• [What you are asked to do]
Count the lines below that contain the word "KilometersPerHour", and state only that number.

• [Provided records]
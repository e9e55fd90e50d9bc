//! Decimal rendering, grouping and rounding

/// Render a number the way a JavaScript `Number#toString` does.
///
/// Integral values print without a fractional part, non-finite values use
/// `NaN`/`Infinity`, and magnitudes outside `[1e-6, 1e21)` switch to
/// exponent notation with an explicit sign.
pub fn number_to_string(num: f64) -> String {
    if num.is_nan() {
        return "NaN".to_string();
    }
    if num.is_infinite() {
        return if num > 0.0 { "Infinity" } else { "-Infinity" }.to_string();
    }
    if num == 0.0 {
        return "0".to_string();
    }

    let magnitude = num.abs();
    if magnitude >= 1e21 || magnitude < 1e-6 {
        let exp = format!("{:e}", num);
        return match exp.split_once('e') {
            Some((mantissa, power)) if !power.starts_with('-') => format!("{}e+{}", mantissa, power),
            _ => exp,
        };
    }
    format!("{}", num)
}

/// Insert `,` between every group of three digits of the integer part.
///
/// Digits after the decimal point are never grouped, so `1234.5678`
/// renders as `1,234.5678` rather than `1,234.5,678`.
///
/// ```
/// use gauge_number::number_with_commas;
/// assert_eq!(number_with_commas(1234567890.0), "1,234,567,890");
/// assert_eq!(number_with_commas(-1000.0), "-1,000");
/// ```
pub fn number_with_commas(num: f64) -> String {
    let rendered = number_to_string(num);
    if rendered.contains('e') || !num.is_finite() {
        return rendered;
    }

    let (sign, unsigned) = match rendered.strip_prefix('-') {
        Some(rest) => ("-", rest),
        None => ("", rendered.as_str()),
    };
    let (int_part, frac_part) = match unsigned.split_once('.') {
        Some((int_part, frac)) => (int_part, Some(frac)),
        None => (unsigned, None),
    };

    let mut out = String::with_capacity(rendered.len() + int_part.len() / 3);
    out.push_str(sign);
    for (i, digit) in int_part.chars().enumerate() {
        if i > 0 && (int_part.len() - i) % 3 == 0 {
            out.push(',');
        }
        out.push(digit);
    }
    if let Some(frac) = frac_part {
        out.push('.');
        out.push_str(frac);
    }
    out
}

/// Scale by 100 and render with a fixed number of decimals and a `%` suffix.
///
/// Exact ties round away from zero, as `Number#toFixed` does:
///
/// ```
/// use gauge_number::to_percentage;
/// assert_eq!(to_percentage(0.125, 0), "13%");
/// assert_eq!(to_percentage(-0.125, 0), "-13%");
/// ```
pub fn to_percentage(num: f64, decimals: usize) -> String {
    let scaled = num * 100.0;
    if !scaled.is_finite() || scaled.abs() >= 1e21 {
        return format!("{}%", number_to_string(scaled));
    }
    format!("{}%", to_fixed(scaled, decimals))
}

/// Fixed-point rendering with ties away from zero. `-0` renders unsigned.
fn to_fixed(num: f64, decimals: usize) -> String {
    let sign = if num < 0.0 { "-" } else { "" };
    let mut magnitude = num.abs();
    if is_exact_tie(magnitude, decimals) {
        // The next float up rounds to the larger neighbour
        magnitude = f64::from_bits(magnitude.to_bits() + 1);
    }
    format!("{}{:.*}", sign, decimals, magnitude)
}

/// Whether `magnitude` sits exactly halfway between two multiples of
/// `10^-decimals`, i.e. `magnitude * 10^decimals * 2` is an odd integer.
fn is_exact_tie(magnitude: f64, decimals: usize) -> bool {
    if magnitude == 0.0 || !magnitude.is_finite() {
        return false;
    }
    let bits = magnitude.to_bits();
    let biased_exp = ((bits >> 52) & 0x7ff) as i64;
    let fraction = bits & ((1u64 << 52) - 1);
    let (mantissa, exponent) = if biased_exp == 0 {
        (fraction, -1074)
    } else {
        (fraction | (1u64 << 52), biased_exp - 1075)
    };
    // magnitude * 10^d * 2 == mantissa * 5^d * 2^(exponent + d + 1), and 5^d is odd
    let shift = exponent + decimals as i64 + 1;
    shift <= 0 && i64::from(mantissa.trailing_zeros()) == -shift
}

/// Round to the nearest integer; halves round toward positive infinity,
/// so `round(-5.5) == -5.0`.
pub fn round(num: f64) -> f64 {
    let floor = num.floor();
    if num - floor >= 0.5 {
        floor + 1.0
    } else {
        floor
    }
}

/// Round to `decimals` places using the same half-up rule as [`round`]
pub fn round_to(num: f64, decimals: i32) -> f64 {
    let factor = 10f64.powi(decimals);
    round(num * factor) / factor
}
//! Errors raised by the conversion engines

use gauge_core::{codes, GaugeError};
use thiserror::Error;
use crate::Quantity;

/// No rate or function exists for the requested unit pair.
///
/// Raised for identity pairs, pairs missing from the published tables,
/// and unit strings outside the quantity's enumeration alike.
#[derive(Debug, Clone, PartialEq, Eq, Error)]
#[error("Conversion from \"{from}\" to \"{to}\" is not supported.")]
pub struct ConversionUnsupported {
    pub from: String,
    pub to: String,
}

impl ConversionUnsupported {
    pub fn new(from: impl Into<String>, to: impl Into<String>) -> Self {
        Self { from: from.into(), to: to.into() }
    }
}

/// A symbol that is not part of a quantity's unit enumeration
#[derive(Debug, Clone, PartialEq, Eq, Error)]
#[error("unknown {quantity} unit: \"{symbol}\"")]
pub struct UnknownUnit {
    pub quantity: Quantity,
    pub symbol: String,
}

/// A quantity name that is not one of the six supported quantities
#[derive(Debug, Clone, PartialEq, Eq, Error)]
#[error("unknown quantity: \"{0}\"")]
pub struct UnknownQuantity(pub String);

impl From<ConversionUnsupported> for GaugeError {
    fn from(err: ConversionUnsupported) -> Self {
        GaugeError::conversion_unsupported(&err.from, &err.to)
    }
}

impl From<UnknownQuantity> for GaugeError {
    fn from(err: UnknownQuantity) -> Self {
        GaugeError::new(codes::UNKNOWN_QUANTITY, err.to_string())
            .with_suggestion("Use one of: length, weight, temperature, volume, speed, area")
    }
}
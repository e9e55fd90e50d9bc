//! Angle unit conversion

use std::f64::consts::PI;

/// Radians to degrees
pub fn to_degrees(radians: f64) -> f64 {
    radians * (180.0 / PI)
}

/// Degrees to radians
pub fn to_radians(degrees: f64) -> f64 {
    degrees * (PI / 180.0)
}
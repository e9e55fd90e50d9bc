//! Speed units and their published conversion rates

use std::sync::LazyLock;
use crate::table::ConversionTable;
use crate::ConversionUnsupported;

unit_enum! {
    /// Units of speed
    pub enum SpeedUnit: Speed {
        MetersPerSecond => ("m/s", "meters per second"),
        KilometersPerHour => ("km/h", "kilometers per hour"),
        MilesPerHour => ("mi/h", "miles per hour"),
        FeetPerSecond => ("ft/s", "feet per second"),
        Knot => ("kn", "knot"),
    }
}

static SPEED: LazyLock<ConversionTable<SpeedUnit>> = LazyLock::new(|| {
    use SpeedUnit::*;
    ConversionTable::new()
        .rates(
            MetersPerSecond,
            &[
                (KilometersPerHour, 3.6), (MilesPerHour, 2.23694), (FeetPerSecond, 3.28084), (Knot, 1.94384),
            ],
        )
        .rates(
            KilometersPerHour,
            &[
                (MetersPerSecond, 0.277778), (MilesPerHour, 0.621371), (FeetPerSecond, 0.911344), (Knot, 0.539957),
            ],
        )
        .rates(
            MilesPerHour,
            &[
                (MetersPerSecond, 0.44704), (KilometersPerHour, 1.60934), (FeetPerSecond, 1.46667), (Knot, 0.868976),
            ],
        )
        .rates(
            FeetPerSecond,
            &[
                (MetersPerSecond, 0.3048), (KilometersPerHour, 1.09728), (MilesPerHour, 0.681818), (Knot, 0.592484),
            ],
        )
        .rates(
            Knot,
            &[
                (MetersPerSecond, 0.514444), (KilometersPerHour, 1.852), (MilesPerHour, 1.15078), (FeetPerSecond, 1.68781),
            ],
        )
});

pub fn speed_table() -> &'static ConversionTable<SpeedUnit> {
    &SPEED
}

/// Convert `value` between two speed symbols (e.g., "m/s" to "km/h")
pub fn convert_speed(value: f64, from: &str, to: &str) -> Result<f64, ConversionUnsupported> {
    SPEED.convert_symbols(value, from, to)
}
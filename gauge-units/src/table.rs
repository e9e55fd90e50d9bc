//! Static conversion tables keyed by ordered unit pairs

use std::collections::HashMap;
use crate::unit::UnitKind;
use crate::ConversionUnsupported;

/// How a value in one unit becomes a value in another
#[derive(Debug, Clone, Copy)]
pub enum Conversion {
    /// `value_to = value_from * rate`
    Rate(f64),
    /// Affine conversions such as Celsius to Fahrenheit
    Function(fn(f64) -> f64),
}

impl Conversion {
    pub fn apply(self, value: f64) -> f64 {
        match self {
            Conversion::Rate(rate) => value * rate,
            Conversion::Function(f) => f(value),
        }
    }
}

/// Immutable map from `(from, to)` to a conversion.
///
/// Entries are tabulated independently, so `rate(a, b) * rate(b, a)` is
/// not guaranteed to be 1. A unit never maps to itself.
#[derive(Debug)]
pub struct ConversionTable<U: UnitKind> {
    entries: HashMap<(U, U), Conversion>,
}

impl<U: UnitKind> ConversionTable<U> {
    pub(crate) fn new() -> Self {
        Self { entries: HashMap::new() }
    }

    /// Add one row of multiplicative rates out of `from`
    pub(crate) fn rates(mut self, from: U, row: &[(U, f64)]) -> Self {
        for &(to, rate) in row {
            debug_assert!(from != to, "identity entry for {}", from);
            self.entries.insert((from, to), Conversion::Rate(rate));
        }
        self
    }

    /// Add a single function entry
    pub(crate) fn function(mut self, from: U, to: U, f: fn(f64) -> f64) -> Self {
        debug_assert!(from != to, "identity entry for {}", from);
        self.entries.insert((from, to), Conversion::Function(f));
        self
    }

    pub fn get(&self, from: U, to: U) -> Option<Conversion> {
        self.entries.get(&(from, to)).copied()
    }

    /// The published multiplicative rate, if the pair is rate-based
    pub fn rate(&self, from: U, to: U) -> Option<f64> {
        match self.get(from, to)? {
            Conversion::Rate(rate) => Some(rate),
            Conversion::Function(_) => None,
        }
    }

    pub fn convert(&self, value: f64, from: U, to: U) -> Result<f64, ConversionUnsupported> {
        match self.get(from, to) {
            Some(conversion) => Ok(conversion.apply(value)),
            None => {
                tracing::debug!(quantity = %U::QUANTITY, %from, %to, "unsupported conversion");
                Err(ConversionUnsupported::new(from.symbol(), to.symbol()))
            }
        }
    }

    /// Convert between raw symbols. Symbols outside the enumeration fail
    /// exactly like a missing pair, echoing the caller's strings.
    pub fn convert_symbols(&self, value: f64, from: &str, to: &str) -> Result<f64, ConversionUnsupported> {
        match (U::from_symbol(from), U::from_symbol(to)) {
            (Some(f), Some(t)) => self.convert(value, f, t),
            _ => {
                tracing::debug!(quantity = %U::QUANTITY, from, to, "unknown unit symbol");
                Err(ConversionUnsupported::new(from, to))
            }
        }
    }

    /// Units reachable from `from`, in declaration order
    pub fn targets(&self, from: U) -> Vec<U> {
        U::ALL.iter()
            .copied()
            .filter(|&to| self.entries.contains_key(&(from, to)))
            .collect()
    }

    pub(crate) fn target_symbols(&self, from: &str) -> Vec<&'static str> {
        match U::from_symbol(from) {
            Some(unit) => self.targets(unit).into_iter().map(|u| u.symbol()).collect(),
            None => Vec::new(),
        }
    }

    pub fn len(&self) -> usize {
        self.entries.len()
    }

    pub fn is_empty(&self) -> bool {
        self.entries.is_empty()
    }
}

• [Exercise result]
6